### Task item
Return all lines of the data in which the string "Marks" occurs.

### Entries supplied
━━━━
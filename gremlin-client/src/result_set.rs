use std::sync::Arc;

use graphbinary::{Uuid, Value, ValueMap};
use tokio::sync::{mpsc, Mutex, Notify};
use tokio_stream::wrappers::ReceiverStream;

use crate::error::{Error, Result};

/// Default buffer capacity of a [`ResultSet`]'s queue, per spec.md §4.D.
pub const DEFAULT_CAPACITY: usize = 1000;

/// One item streamed back for a request: the decoded value plus the
/// traverser `bulk` it arrived with, if the wire value was a traverser.
/// spec.md's reference bulk-expansion policy (§9's Open Question,
/// resolved): one `Result` per wire value, `bulk` kept as metadata and
/// never used to duplicate entries client-side.
#[derive(Debug, Clone, PartialEq)]
pub struct GremlinResult {
    pub value: Value,
    pub bulk: Option<i64>,
}

impl GremlinResult {
    pub fn new(value: Value) -> Self {
        Self { value, bulk: None }
    }

    pub fn with_bulk(value: Value, bulk: i64) -> Self {
        Self {
            value,
            bulk: Some(bulk),
        }
    }
}

#[derive(Debug, Clone)]
enum Terminal {
    Open,
    ClosedOk,
    ClosedErr(Arc<Error>),
}

struct Shared {
    terminal: Mutex<Terminal>,
    attributes: Mutex<ValueMap>,
    aggregate_to: Mutex<Option<String>>,
    signal: Notify,
    sender: Mutex<Option<mpsc::Sender<GremlinResult>>>,
}

/// The request-scoped sink described in spec.md §4.D: a buffered queue of
/// results plus terminal state and sticky metadata.
///
/// Backed by a bounded `tokio::sync::mpsc` channel (backpressure falls out
/// of the bound directly — spec.md's "blocks the reader task otherwise") and
/// a `tokio::sync::Notify` as the sticky one-shot wake-up spec.md calls
/// `waitSignal`. This mirrors the teacher's own choice of `tokio::sync`
/// primitives over hand-rolled ones for exactly this kind of single-slot
/// coordination (`crates/gazette/src/journal/append.rs`'s `oneshot::channel`
/// use for its input-error signal).
#[derive(Clone)]
pub struct ResultSet {
    request_id: Uuid,
    shared: Arc<Shared>,
    receiver: Arc<Mutex<mpsc::Receiver<GremlinResult>>>,
}

impl ResultSet {
    pub fn new(request_id: Uuid) -> Self {
        Self::with_capacity(request_id, DEFAULT_CAPACITY)
    }

    pub fn with_capacity(request_id: Uuid, capacity: usize) -> Self {
        let (sender, receiver) = mpsc::channel(capacity.max(1));
        Self {
            request_id,
            shared: Arc::new(Shared {
                terminal: Mutex::new(Terminal::Open),
                attributes: Mutex::new(Vec::new()),
                aggregate_to: Mutex::new(None),
                signal: Notify::new(),
                sender: Mutex::new(Some(sender)),
            }),
            receiver: Arc::new(Mutex::new(receiver)),
        }
    }

    pub fn request_id(&self) -> Uuid {
        self.request_id
    }

    /// Pushes a result. Non-blocking so long as buffer capacity remains;
    /// blocks the caller (the connection's reader task) otherwise. A no-op,
    /// by design, if the set has already reached a terminal state — no item
    /// is ever delivered after `closedOk`/`closedErr` (spec.md §3's
    /// invariant).
    pub async fn add_result(&self, item: GremlinResult) {
        let sender = self.shared.sender.lock().await.clone();
        if let Some(sender) = sender {
            // Ignore send errors: a dropped receiver means the caller
            // abandoned their drain, which spec.md §5 says must not affect
            // the request's completion server-side.
            let _ = sender.send(item).await;
        }
    }

    /// Marks the set `closedOk`, stamping the final status attributes and
    /// aggregation hint. Idempotent with respect to terminal state: calling
    /// this after `close_err` has no effect.
    ///
    /// `aggregate_to` only overwrites the sticky hint when the terminal
    /// frame actually carries one — a `None` here must not erase a hint a
    /// prior partial frame already stamped via [`Self::set_aggregate_to`]
    /// (spec.md §4.C step 2: the hint is sticky, not reset by a later frame
    /// that's merely silent on it).
    pub async fn close_ok(&self, attributes: ValueMap, aggregate_to: Option<String>) {
        let mut terminal = self.shared.terminal.lock().await;
        if matches!(*terminal, Terminal::Open) {
            *self.shared.attributes.lock().await = attributes;
            if let Some(aggregate_to) = aggregate_to {
                *self.shared.aggregate_to.lock().await = Some(aggregate_to);
            }
            *terminal = Terminal::ClosedOk;
            self.shared.sender.lock().await.take();
            self.shared.signal.notify_waiters();
        }
    }

    /// Marks the set `closedErr`. Idempotent: the first error wins.
    pub async fn close_err(&self, err: Error) {
        let mut terminal = self.shared.terminal.lock().await;
        if matches!(*terminal, Terminal::Open) {
            *terminal = Terminal::ClosedErr(Arc::new(err));
            self.shared.sender.lock().await.take();
            self.shared.signal.notify_waiters();
        }
    }

    /// Closes the set without an error, dropping subsequent frames for this
    /// request id. Idempotent.
    pub async fn close(&self) {
        self.close_ok(Vec::new(), None).await;
    }

    /// Consumes to completion. Returns an error if the set ends `closedErr`.
    pub async fn all(&self) -> Result<Vec<Value>> {
        let mut items = Vec::new();
        let mut receiver = self.receiver.lock().await;
        while let Some(item) = receiver.recv().await {
            items.push(item.value);
        }
        drop(receiver);
        self.propagate_terminal_error().await?;
        Ok(items)
    }

    /// Consumes a single item, blocking until one is available or the set
    /// reaches a terminal state (in which case `None` is returned, or the
    /// terminal error is propagated).
    pub async fn one(&self) -> Result<Option<Value>> {
        let mut receiver = self.receiver.lock().await;
        match receiver.recv().await {
            Some(item) => Ok(Some(item.value)),
            None => {
                drop(receiver);
                self.propagate_terminal_error().await?;
                Ok(None)
            }
        }
    }

    async fn propagate_terminal_error(&self) -> Result<()> {
        if let Terminal::ClosedErr(err) = &*self.shared.terminal.lock().await {
            return Err(clone_error(err));
        }
        Ok(())
    }

    /// A hard predicate, not a snapshot (spec.md §4.D): if the queue is
    /// currently empty but still open, this waits for the next state change
    /// (a push, or a terminal transition) and re-evaluates, rather than
    /// returning a possibly-stale `true`.
    pub async fn is_empty(&self) -> bool {
        loop {
            {
                let receiver = self.receiver.lock().await;
                if !receiver.is_empty() {
                    return false;
                }
            }
            if !matches!(*self.shared.terminal.lock().await, Terminal::Open) {
                return true;
            }
            let notified = self.shared.signal.notified();
            // Re-check after registering interest to avoid missing a signal
            // that fired between the checks above and here.
            {
                let receiver = self.receiver.lock().await;
                if !receiver.is_empty() {
                    return false;
                }
            }
            if !matches!(*self.shared.terminal.lock().await, Terminal::Open) {
                return true;
            }
            notified.await;
        }
    }

    pub async fn get_status_attributes(&self) -> ValueMap {
        self.shared.attributes.lock().await.clone()
    }

    pub async fn get_aggregate_to(&self) -> Option<String> {
        self.shared.aggregate_to.lock().await.clone()
    }

    /// Stamps the sticky aggregation hint from `result.meta.aggregateTo`.
    /// Per spec.md §4.C step 2, the hint is applied on *every* partial
    /// frame, not just at terminal time, so a server that sends it once on
    /// an early 206 and omits it from the final 200/204 still leaves it
    /// visible on [`Self::get_aggregate_to`].
    pub async fn set_aggregate_to(&self, aggregate_to: String) {
        *self.shared.aggregate_to.lock().await = Some(aggregate_to);
    }

    pub async fn get_error(&self) -> Option<Error> {
        match &*self.shared.terminal.lock().await {
            Terminal::ClosedErr(err) => Some(clone_error(err)),
            _ => None,
        }
    }

    /// The consumer-facing streaming endpoint: yields values until
    /// `closedOk` (the stream simply ends) or `closedErr` (the error is
    /// dropped; callers that need it should also check [`Self::get_error`]).
    pub fn channel(&self) -> impl futures_core::Stream<Item = Value> {
        // ReceiverStream needs ownership of a Receiver; since ResultSet may
        // be cloned and consumed from one logical drain, we hand out a
        // fresh bounded channel fed by a forwarding task rather than taking
        // the shared receiver, so `channel()` can be called without
        // poisoning `all`/`one` on the same handle.
        let (tx, rx) = mpsc::channel(DEFAULT_CAPACITY);
        let receiver = self.receiver.clone();
        tokio::spawn(async move {
            let mut receiver = receiver.lock().await;
            while let Some(item) = receiver.recv().await {
                if tx.send(item.value).await.is_err() {
                    break;
                }
            }
        });
        ReceiverStream::new(rx)
    }
}

fn clone_error(err: &Arc<Error>) -> Error {
    Error::Shared(err.clone())
}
━━━━
### Output of the task
    /// Marks the set `closedOk`, stamping the final status attributes and
    /// Marks the set `closedErr`. Idempotent: the first error wins.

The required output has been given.